Data records:
Start of Block

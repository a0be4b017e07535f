//! The cryptography capability consumed by the rest of the core.
//!
//! Constructors take an `Arc<dyn Cryptography>` explicitly; nothing in
//! the workspace reaches for process-global state. [`DefaultCryptography`]
//! is the production implementation; tests may substitute their own.

use aes::cipher::{block_padding::Pkcs7, BlockDecryptMut, BlockEncryptMut, KeyIvInit};
use hmac::{Hmac, Mac};
use rand::RngCore;
use ripemd::Ripemd160;
use secp256k1::{ecdsa::Signature, Message, PublicKey, Scalar, Secp256k1, SecretKey};
use sha2::{Digest, Sha256, Sha512};

use crate::error::{CoreError, CoreResult};

type Aes256CbcEnc = cbc::Encryptor<aes::Aes256>;
type Aes256CbcDec = cbc::Decryptor<aes::Aes256>;
type HmacSha256 = Hmac<sha2::Sha256>;

/// Length of an uncompressed secp256k1 public key, 0x04 prefix included.
pub const PUBLIC_KEY_LEN: usize = 65;

/// Hashes, randomness, secp256k1 operations and AES-256-CBC, behind one
/// seam so the protocol code never names an algorithm crate directly.
pub trait Cryptography: Send + Sync {
    /// SHA-512 over the concatenation of `chunks`.
    fn sha512(&self, chunks: &[&[u8]]) -> [u8; 64];

    /// SHA-512 applied twice.
    fn double_sha512(&self, chunks: &[&[u8]]) -> [u8; 64] {
        let first = self.sha512(chunks);
        self.sha512(&[&first])
    }

    fn ripemd160(&self, data: &[u8]) -> [u8; 20];

    fn hmac_sha256(&self, key: &[u8], data: &[u8]) -> [u8; 32];

    fn random_bytes(&self, n: usize) -> Vec<u8>;

    fn random_nonce(&self) -> u64;

    /// Uncompressed secp256k1 public key (65 bytes, leading 0x04) for a
    /// 32-byte private key.
    fn create_public_key(&self, private_key: &[u8; 32]) -> CoreResult<[u8; 65]>;

    /// DER-encoded ECDSA signature over SHA-256(data).
    fn sign(&self, private_key: &[u8; 32], data: &[u8]) -> CoreResult<Vec<u8>>;

    /// Signature check; malformed keys or signatures verify as false.
    fn verify(&self, public_key: &[u8], signature: &[u8], data: &[u8]) -> bool;

    /// EC point multiplication: `public_key * private_key`, returned as
    /// an uncompressed point. The ECDH primitive of the encryption
    /// envelope.
    fn multiply(&self, public_key: &[u8], private_key: &[u8; 32]) -> CoreResult<[u8; 65]>;

    fn aes256_cbc_encrypt(&self, key: &[u8; 32], iv: &[u8; 16], plaintext: &[u8]) -> Vec<u8>;

    fn aes256_cbc_decrypt(
        &self,
        key: &[u8; 32],
        iv: &[u8; 16],
        ciphertext: &[u8],
    ) -> CoreResult<Vec<u8>>;
}

/// Accepts a 64-byte raw public key and restores the 0x04 prefix; keys
/// arrive in both forms on the wire.
pub fn normalize_public_key(key: &[u8]) -> CoreResult<[u8; 65]> {
    match key.len() {
        65 if key[0] == 0x04 => {
            let mut out = [0u8; 65];
            out.copy_from_slice(key);
            Ok(out)
        }
        64 => {
            let mut out = [0u8; 65];
            out[0] = 0x04;
            out[1..].copy_from_slice(key);
            Ok(out)
        }
        n => Err(CoreError::parse(format!("public key of {} bytes", n))),
    }
}

/// Production implementation backed by sha2/ripemd/hmac/aes/secp256k1.
pub struct DefaultCryptography {
    secp: Secp256k1<secp256k1::All>,
}

impl DefaultCryptography {
    pub fn new() -> Self {
        Self {
            secp: Secp256k1::new(),
        }
    }
}

impl Default for DefaultCryptography {
    fn default() -> Self {
        Self::new()
    }
}

impl Cryptography for DefaultCryptography {
    fn sha512(&self, chunks: &[&[u8]]) -> [u8; 64] {
        let mut hasher = Sha512::new();
        for chunk in chunks {
            hasher.update(chunk);
        }
        let mut out = [0u8; 64];
        out.copy_from_slice(&hasher.finalize());
        out
    }

    fn ripemd160(&self, data: &[u8]) -> [u8; 20] {
        Ripemd160::digest(data).into()
    }

    fn hmac_sha256(&self, key: &[u8], data: &[u8]) -> [u8; 32] {
        let mut mac =
            HmacSha256::new_from_slice(key).expect("HMAC accepts keys of any length");
        mac.update(data);
        mac.finalize().into_bytes().into()
    }

    fn random_bytes(&self, n: usize) -> Vec<u8> {
        let mut out = vec![0u8; n];
        rand::thread_rng().fill_bytes(&mut out);
        out
    }

    fn random_nonce(&self) -> u64 {
        rand::random()
    }

    fn create_public_key(&self, private_key: &[u8; 32]) -> CoreResult<[u8; 65]> {
        let secret = SecretKey::from_slice(private_key)
            .map_err(|e| CoreError::parse(format!("invalid private key: {}", e)))?;
        Ok(PublicKey::from_secret_key(&self.secp, &secret).serialize_uncompressed())
    }

    fn sign(&self, private_key: &[u8; 32], data: &[u8]) -> CoreResult<Vec<u8>> {
        let secret = SecretKey::from_slice(private_key)
            .map_err(|e| CoreError::parse(format!("invalid private key: {}", e)))?;
        let digest: [u8; 32] = Sha256::digest(data).into();
        let message = Message::from_digest(digest);
        let signature = self.secp.sign_ecdsa(&message, &secret);
        Ok(signature.serialize_der().to_vec())
    }

    fn verify(&self, public_key: &[u8], signature: &[u8], data: &[u8]) -> bool {
        let Ok(key) = normalize_public_key(public_key) else {
            return false;
        };
        let Ok(key) = PublicKey::from_slice(&key) else {
            return false;
        };
        let Ok(signature) = Signature::from_der(signature) else {
            return false;
        };
        let digest: [u8; 32] = Sha256::digest(data).into();
        let message = Message::from_digest(digest);
        self.secp.verify_ecdsa(&message, &signature, &key).is_ok()
    }

    fn multiply(&self, public_key: &[u8], private_key: &[u8; 32]) -> CoreResult<[u8; 65]> {
        let key = normalize_public_key(public_key)?;
        let point = PublicKey::from_slice(&key)
            .map_err(|e| CoreError::parse(format!("invalid public key: {}", e)))?;
        let scalar = Scalar::from_be_bytes(*private_key)
            .map_err(|_| CoreError::parse("private key out of curve order"))?;
        let product = point
            .mul_tweak(&self.secp, &scalar)
            .map_err(|_| CoreError::DecryptionFailed)?;
        Ok(product.serialize_uncompressed())
    }

    fn aes256_cbc_encrypt(&self, key: &[u8; 32], iv: &[u8; 16], plaintext: &[u8]) -> Vec<u8> {
        Aes256CbcEnc::new(key.into(), iv.into()).encrypt_padded_vec_mut::<Pkcs7>(plaintext)
    }

    fn aes256_cbc_decrypt(
        &self,
        key: &[u8; 32],
        iv: &[u8; 16],
        ciphertext: &[u8],
    ) -> CoreResult<Vec<u8>> {
        Aes256CbcDec::new(key.into(), iv.into())
            .decrypt_padded_vec_mut::<Pkcs7>(ciphertext)
            .map_err(|_| CoreError::DecryptionFailed)
    }
}
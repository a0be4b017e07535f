//! End-to-end propagation across real sockets: handshake, INV/GETDATA
//! exchange and multi-hop flooding.

use std::net::SocketAddr;
use std::sync::Arc;
use std::time::Duration;

use tokio::time::{sleep, timeout};

use bitmessage_core::pow::{initial_hash, pow_target, pow_value};
use bitmessage_core::repository::{KnownNode, NodeRegistry};
use bitmessage_core::{
    Cryptography, DefaultCryptography, GetPubkey, InventoryVector, Object, ObjectPayload,
};
use bitmessage_inventory::{AcceptancePolicy, Inventory};
use bitmessage_network::{NetworkAgent, NetworkConfig};
use bitmessage_storage::{MemoryInventoryRepository, MemoryNodeRegistry};

fn easy_policy() -> AcceptancePolicy {
    AcceptancePolicy {
        nonce_trials_per_byte: 1,
        extra_bytes: 8,
    }
}

fn unix_now() -> u64 {
    std::time::SystemTime::now()
        .duration_since(std::time::UNIX_EPOCH)
        .unwrap()
        .as_secs()
}

/// A solved getpubkey object nobody will try to answer.
fn solved_object(seed: u8) -> Vec<u8> {
    let crypto = DefaultCryptography::new();
    let policy = easy_policy();
    let now = unix_now();
    let mut object = Object {
        nonce: [0; 8],
        expires_time: now + 3600,
        version: 3,
        stream: 1,
        payload: ObjectPayload::GetPubkey(GetPubkey::Ripe([seed; 20])),
    };
    let bytes = object.encode();
    let hash = initial_hash(&crypto, &bytes).unwrap();
    let target = pow_target(
        (bytes.len() - 8) as u64,
        3600,
        policy.nonce_trials_per_byte,
        policy.extra_bytes,
    );
    let mut nonce = 0u64;
    loop {
        let candidate = nonce.to_be_bytes();
        if pow_value(&crypto, &candidate, &hash) <= target {
            object.nonce = candidate;
            return object.encode();
        }
        nonce += 1;
    }
}

struct TestNode {
    agent: Arc<NetworkAgent>,
    inventory: Arc<Inventory>,
    registry: Arc<MemoryNodeRegistry>,
    listen: Option<SocketAddr>,
}

async fn start_node(seeds: &[SocketAddr]) -> TestNode {
    let crypto: Arc<dyn Cryptography> = Arc::new(DefaultCryptography::new());
    let inventory = Arc::new(Inventory::new(
        Arc::new(MemoryInventoryRepository::new()),
        crypto.clone(),
        easy_policy(),
    ));
    let registry = Arc::new(MemoryNodeRegistry::new());

    let now = unix_now();
    let seeds: Vec<KnownNode> = seeds
        .iter()
        .map(|addr| KnownNode {
            ip: addr.ip(),
            port: addr.port(),
            stream: 1,
            services: 1,
            last_seen: now,
        })
        .collect();
    registry.offer(&seeds).await.unwrap();

    let config = NetworkConfig {
        port: 0, // ephemeral
        ..NetworkConfig::default()
    };
    let (agent, mut accepted_rx) =
        NetworkAgent::new(config, crypto, inventory.clone(), registry.clone());
    // Drain the pipeline channel so ingestion never backs up.
    tokio::spawn(async move { while accepted_rx.recv().await.is_some() {} });

    let bound = agent.start().await.unwrap();
    let listen = bound.map(|addr| SocketAddr::new("127.0.0.1".parse().unwrap(), addr.port()));
    TestNode {
        agent,
        inventory,
        registry,
        listen,
    }
}

async fn wait_for_active(node: &TestNode, count: usize) {
    timeout(Duration::from_secs(20), async {
        loop {
            if node.agent.active_peer_count().await >= count {
                return;
            }
            sleep(Duration::from_millis(50)).await;
        }
    })
    .await
    .expect("peers never became active");
}

async fn wait_for_object(node: &TestNode, iv: &InventoryVector) {
    timeout(Duration::from_secs(20), async {
        loop {
            if node.inventory.contains(iv).await {
                return;
            }
            sleep(Duration::from_millis(50)).await;
        }
    })
    .await
    .expect("object never propagated");
}

#[tokio::test(flavor = "multi_thread", worker_threads = 4)]
async fn object_floods_between_two_nodes() {
    let alice = start_node(&[]).await;
    let bob = start_node(&[alice.listen.unwrap()]).await;

    wait_for_active(&alice, 1).await;
    wait_for_active(&bob, 1).await;

    let bytes = solved_object(1);
    let iv = alice.agent.broadcast_object(&bytes).await.unwrap();

    wait_for_object(&bob, &iv).await;
    assert_eq!(bob.inventory.get_object(&iv).await.unwrap(), bytes);

    // Idempotent on arrival: re-broadcasting is reported as duplicate.
    assert!(matches!(
        alice.agent.broadcast_object(&bytes).await,
        Err(bitmessage_core::CoreError::Duplicate)
    ));
}

#[tokio::test(flavor = "multi_thread", worker_threads = 4)]
async fn object_floods_across_a_chain_of_three() {
    // carol ── bob ── alice; no direct alice↔carol link.
    let alice = start_node(&[]).await;
    let bob = start_node(&[alice.listen.unwrap()]).await;
    let carol = start_node(&[bob.listen.unwrap()]).await;

    wait_for_active(&alice, 1).await;
    wait_for_active(&bob, 2).await;
    wait_for_active(&carol, 1).await;

    let bytes = solved_object(2);
    let iv = alice.agent.broadcast_object(&bytes).await.unwrap();

    // One INV round per hop: alice→bob, then bob→carol.
    wait_for_object(&bob, &iv).await;
    wait_for_object(&carol, &iv).await;
}

#[tokio::test(flavor = "multi_thread", worker_threads = 4)]
async fn gossiped_addresses_reach_the_registry() {
    let alice = start_node(&[]).await;
    let bob = start_node(&[alice.listen.unwrap()]).await;
    wait_for_active(&bob, 1).await;

    // Bob learned of alice from his seed list; alice in turn learns
    // bob's listening endpoint existence through the session registry
    // bookkeeping once the session is up.
    timeout(Duration::from_secs(20), async {
        loop {
            let known = alice.registry.known_nodes(1, 16).await.unwrap();
            if !known.is_empty() {
                return;
            }
            sleep(Duration::from_millis(50)).await;
        }
    })
    .await
    .expect("alice never learned any peer");
    let _ = bob;
}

End of Block

**THE PROBLEM**
Copy each line above containing the string "plaintext".

**EXPECTED OUTPUT**
    fn aes256_cbc_encrypt(&self, key: &[u8; 32], iv: &[u8; 16], plaintext: &[u8]) -> Vec<u8>;
    fn aes256_cbc_encrypt(&self, key: &[u8; 32], iv: &[u8; 16], plaintext: &[u8]) -> Vec<u8> {
        Aes256CbcEnc::new(key.into(), iv.into()).encrypt_padded_vec_mut::<Pkcs7>(plaintext)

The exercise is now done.